++++ Material for this exercise
// src/speech.rs
// Concrete speech and sound capabilities for the terminal announcer.
//
// - CommandSpeech: hands each utterance to an external TTS program (espeak-ng, say, ...)
// - ConsoleSpeech: prints the utterance and waits roughly as long as saying it would take
// - SilentSpeech: a platform without speech
// - TerminalBell / SilentSounds: sound cues

use std::io::Write;
use std::path::Path;
use std::process::Stdio;
use std::time::Duration;

use async_trait::async_trait;
use tokio::process::Command;
use tokio::sync::Notify;

use crate::announcement::SoundKey;
use crate::defs::Colors;
use crate::player::{SoundEffects, SoundError, SpeechEngine, SpeechError, Utterance, Voice};
use crate::terminal;

// ============================================================================
// External TTS program
// ============================================================================

/// Runs `program args... text` per utterance. `{voice}`, `{lang}` and
/// `{rate}` in the arguments are substituted before spawning.
pub struct CommandSpeech {
    program: String,
    args: Vec<String>,
    voices: Vec<Voice>,
    available: bool,
    cancel: Notify,
}

/// Whether `program` resolves to a file, directly or through `PATH`.
pub fn program_on_path(program: &str) -> bool {
    if program.is_empty() {
        return false;
    }
    if program.contains(std::path::MAIN_SEPARATOR) {
        return Path::new(program).is_file();
    }
    std::env::var_os("PATH")
        .map(|paths| std::env::split_paths(&paths).any(|dir| dir.join(program).is_file()))
        .unwrap_or(false)
}

impl CommandSpeech {
    pub fn new(program: &str, args: Vec<String>, voices: Vec<Voice>) -> Self {
        let available = program_on_path(program);
        if !available {
            log::warn!("Speech program '{program}' not found, announcements will be sound only");
        }
        CommandSpeech {
            program: program.to_string(),
            args,
            voices,
            available,
            cancel: Notify::new(),
        }
    }

    fn expand_args(&self, utterance: &Utterance) -> Vec<String> {
        let voice = utterance
            .voice
            .as_ref()
            .map(|v| v.name.clone())
            .unwrap_or_else(|| utterance.language.clone());
        let rate = format!("{}", (175.0 * utterance.rate).round() as u32);
        let mut args: Vec<String> = self
            .args
            .iter()
            .map(|arg| {
                arg.replace("{voice}", &voice)
                    .replace("{lang}", &utterance.language)
                    .replace("{rate}", &rate)
            })
            .collect();
        args.push(utterance.text.clone());
        args
    }
}

#[async_trait]
impl SpeechEngine for CommandSpeech {
    fn is_available(&self) -> bool {
        self.available
    }

    fn voices(&self) -> Vec<Voice> {
        self.voices.clone()
    }

    async fn speak(&self, utterance: Utterance) -> Result<(), SpeechError> {
        if !self.available {
            return Err(SpeechError::Unavailable);
        }
        let cancelled = self.cancel.notified();

        let mut child = Command::new(&self.program)
            .args(self.expand_args(&utterance))
            .stdin(Stdio::null())
            .stdout(Stdio::null())
            .stderr(Stdio::null())
            .kill_on_drop(true)
            .spawn()
            .map_err(|e| SpeechError::Engine(format!("failed to start '{}': {e}", self.program)))?;

        tokio::select! {
            status = child.wait() => {
                let status = status.map_err(|e| SpeechError::Engine(e.to_string()))?;
                if status.success() {
                    Ok(())
                } else {
                    Err(SpeechError::Engine(format!("'{}' exited with {status}", self.program)))
                }
            }
            _ = cancelled => {
                let _ = child.start_kill();
                Err(SpeechError::Cancelled)
            }
        }
    }

    fn cancel(&self) {
        self.cancel.notify_waiters();
    }
}

// ============================================================================
// Console speech
// ============================================================================

/// Prints utterances. Waits `per_word` for every word so pacing feels spoken.
pub struct ConsoleSpeech {
    per_word: Duration,
    cancel: Notify,
}

impl ConsoleSpeech {
    pub fn new(per_word: Duration) -> Self {
        ConsoleSpeech { per_word, cancel: Notify::new() }
    }

    fn speaking_time(&self, text: &str) -> Duration {
        let words = text.split_whitespace().count() as u32;
        self.per_word * words
    }
}

impl Default for ConsoleSpeech {
    fn default() -> Self {
        Self::new(Duration::from_millis(350))
    }
}

#[async_trait]
impl SpeechEngine for ConsoleSpeech {
    fn is_available(&self) -> bool {
        true
    }

    fn voices(&self) -> Vec<Voice> {
        Vec::new()
    }

    async fn speak(&self, utterance: Utterance) -> Result<(), SpeechError> {
        let cancelled = self.cancel.notified();
        terminal::emit(&format!("🗣️  {}{}{}", Colors::green(), utterance.text, Colors::reset()));
        tokio::select! {
            _ = tokio::time::sleep(self.speaking_time(&utterance.text)) => Ok(()),
            _ = cancelled => Err(SpeechError::Cancelled),
        }
    }

    fn cancel(&self) {
        self.cancel.notify_waiters();
    }
}

/// A runtime with no speech capability at all
pub struct SilentSpeech;

#[async_trait]
impl SpeechEngine for SilentSpeech {
    fn is_available(&self) -> bool {
        false
    }

    fn voices(&self) -> Vec<Voice> {
        Vec::new()
    }

    async fn speak(&self, _utterance: Utterance) -> Result<(), SpeechError> {
        Err(SpeechError::Unavailable)
    }

    fn cancel(&self) {}
}

// ============================================================================
// Sound cues
// ============================================================================

/// Rings the terminal bell and prints the cue name
pub struct TerminalBell;

impl SoundEffects for TerminalBell {
    fn play(&self, sound: SoundKey) -> Result<(), SoundError> {
        let rings = match sound {
            SoundKey::Win => 1,
            SoundKey::Fanfare => 2,
            SoundKey::Applause => 2,
            SoundKey::Jackpot => 3,
        };
        let mut stdout = std::io::stdout().lock();
        write!(stdout, "{}{}\r\n", "\x07".repeat(rings), format_cue(sound))
            .and_then(|_| stdout.flush())
            .map_err(|e| SoundError::Playback(e.to_string()))
    }

    fn stop_all(&self) {}
}

fn format_cue(sound: SoundKey) -> String {
    format!("{}♪ {}{}", Colors::magenta(), sound.as_str().to_uppercase(), Colors::reset())
}

pub struct SilentSounds;

impl SoundEffects for SilentSounds {
    fn play(&self, _sound: SoundKey) -> Result<(), SoundError> {
        Ok(())
    }

    fn stop_all(&self) {}
}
++++++++
Above are the records; copy all of them exactly.

## Answer to the problem
// src/speech.rs
// Concrete speech and sound capabilities for the terminal announcer.
//
// - CommandSpeech: hands each utterance to an external TTS program (espeak-ng, say, ...)
// - ConsoleSpeech: prints the utterance and waits roughly as long as saying it would take
// - SilentSpeech: a platform without speech
// - TerminalBell / SilentSounds: sound cues

use std::io::Write;
use std::path::Path;
use std::process::Stdio;
use std::time::Duration;

use async_trait::async_trait;
use tokio::process::Command;
use tokio::sync::Notify;

use crate::announcement::SoundKey;
use crate::defs::Colors;
use crate::player::{SoundEffects, SoundError, SpeechEngine, SpeechError, Utterance, Voice};
use crate::terminal;

// ============================================================================
// External TTS program
// ============================================================================

/// Runs `program args... text` per utterance. `{voice}`, `{lang}` and
/// `{rate}` in the arguments are substituted before spawning.
pub struct CommandSpeech {
    program: String,
    args: Vec<String>,
    voices: Vec<Voice>,
    available: bool,
    cancel: Notify,
}

/// Whether `program` resolves to a file, directly or through `PATH`.
pub fn program_on_path(program: &str) -> bool {
    if program.is_empty() {
        return false;
    }
    if program.contains(std::path::MAIN_SEPARATOR) {
        return Path::new(program).is_file();
    }
    std::env::var_os("PATH")
        .map(|paths| std::env::split_paths(&paths).any(|dir| dir.join(program).is_file()))
        .unwrap_or(false)
}

impl CommandSpeech {
    pub fn new(program: &str, args: Vec<String>, voices: Vec<Voice>) -> Self {
        let available = program_on_path(program);
        if !available {
            log::warn!("Speech program '{program}' not found, announcements will be sound only");
        }
        CommandSpeech {
            program: program.to_string(),
            args,
            voices,
            available,
            cancel: Notify::new(),
        }
    }

    fn expand_args(&self, utterance: &Utterance) -> Vec<String> {
        let voice = utterance
            .voice
            .as_ref()
            .map(|v| v.name.clone())
            .unwrap_or_else(|| utterance.language.clone());
        let rate = format!("{}", (175.0 * utterance.rate).round() as u32);
        let mut args: Vec<String> = self
            .args
            .iter()
            .map(|arg| {
                arg.replace("{voice}", &voice)
                    .replace("{lang}", &utterance.language)
                    .replace("{rate}", &rate)
            })
            .collect();
        args.push(utterance.text.clone());
        args
    }
}

#[async_trait]
impl SpeechEngine for CommandSpeech {
    fn is_available(&self) -> bool {
        self.available
    }

    fn voices(&self) -> Vec<Voice> {
        self.voices.clone()
    }

    async fn speak(&self, utterance: Utterance) -> Result<(), SpeechError> {
        if !self.available {
            return Err(SpeechError::Unavailable);
        }
        let cancelled = self.cancel.notified();

        let mut child = Command::new(&self.program)
            .args(self.expand_args(&utterance))
            .stdin(Stdio::null())
            .stdout(Stdio::null())
            .stderr(Stdio::null())
            .kill_on_drop(true)
            .spawn()
            .map_err(|e| SpeechError::Engine(format!("failed to start '{}': {e}", self.program)))?;

        tokio::select! {
            status = child.wait() => {
                let status = status.map_err(|e| SpeechError::Engine(e.to_string()))?;
                if status.success() {
                    Ok(())
                } else {
                    Err(SpeechError::Engine(format!("'{}' exited with {status}", self.program)))
                }
            }
            _ = cancelled => {
                let _ = child.start_kill();
                Err(SpeechError::Cancelled)
            }
        }
    }

    fn cancel(&self) {
        self.cancel.notify_waiters();
    }
}

// ============================================================================
// Console speech
// ============================================================================

/// Prints utterances. Waits `per_word` for every word so pacing feels spoken.
pub struct ConsoleSpeech {
    per_word: Duration,
    cancel: Notify,
}

impl ConsoleSpeech {
    pub fn new(per_word: Duration) -> Self {
        ConsoleSpeech { per_word, cancel: Notify::new() }
    }

    fn speaking_time(&self, text: &str) -> Duration {
        let words = text.split_whitespace().count() as u32;
        self.per_word * words
    }
}

impl Default for ConsoleSpeech {
    fn default() -> Self {
        Self::new(Duration::from_millis(350))
    }
}

#[async_trait]
impl SpeechEngine for ConsoleSpeech {
    fn is_available(&self) -> bool {
        true
    }

    fn voices(&self) -> Vec<Voice> {
        Vec::new()
    }

    async fn speak(&self, utterance: Utterance) -> Result<(), SpeechError> {
        let cancelled = self.cancel.notified();
        terminal::emit(&format!("🗣️  {}{}{}", Colors::green(), utterance.text, Colors::reset()));
        tokio::select! {
            _ = tokio::time::sleep(self.speaking_time(&utterance.text)) => Ok(()),
            _ = cancelled => Err(SpeechError::Cancelled),
        }
    }

    fn cancel(&self) {
        self.cancel.notify_waiters();
    }
}

/// A runtime with no speech capability at all
pub struct SilentSpeech;

#[async_trait]
impl SpeechEngine for SilentSpeech {
    fn is_available(&self) -> bool {
        false
    }

    fn voices(&self) -> Vec<Voice> {
        Vec::new()
    }

    async fn speak(&self, _utterance: Utterance) -> Result<(), SpeechError> {
        Err(SpeechError::Unavailable)
    }

    fn cancel(&self) {}
}

// ============================================================================
// Sound cues
// ============================================================================

/// Rings the terminal bell and prints the cue name
pub struct TerminalBell;

impl SoundEffects for TerminalBell {
    fn play(&self, sound: SoundKey) -> Result<(), SoundError> {
        let rings = match sound {
            SoundKey::Win => 1,
            SoundKey::Fanfare => 2,
            SoundKey::Applause => 2,
            SoundKey::Jackpot => 3,
        };
        let mut stdout = std::io::stdout().lock();
        write!(stdout, "{}{}\r\n", "\x07".repeat(rings), format_cue(sound))
            .and_then(|_| stdout.flush())
            .map_err(|e| SoundError::Playback(e.to_string()))
    }

    fn stop_all(&self) {}
}

fn format_cue(sound: SoundKey) -> String {
    format!("{}♪ {}{}", Colors::magenta(), sound.as_str().to_uppercase(), Colors::reset())
}

pub struct SilentSounds;

impl SoundEffects for SilentSounds {
    fn play(&self, _sound: SoundKey) -> Result<(), SoundError> {
        Ok(())
    }

    fn stop_all(&self) {}
}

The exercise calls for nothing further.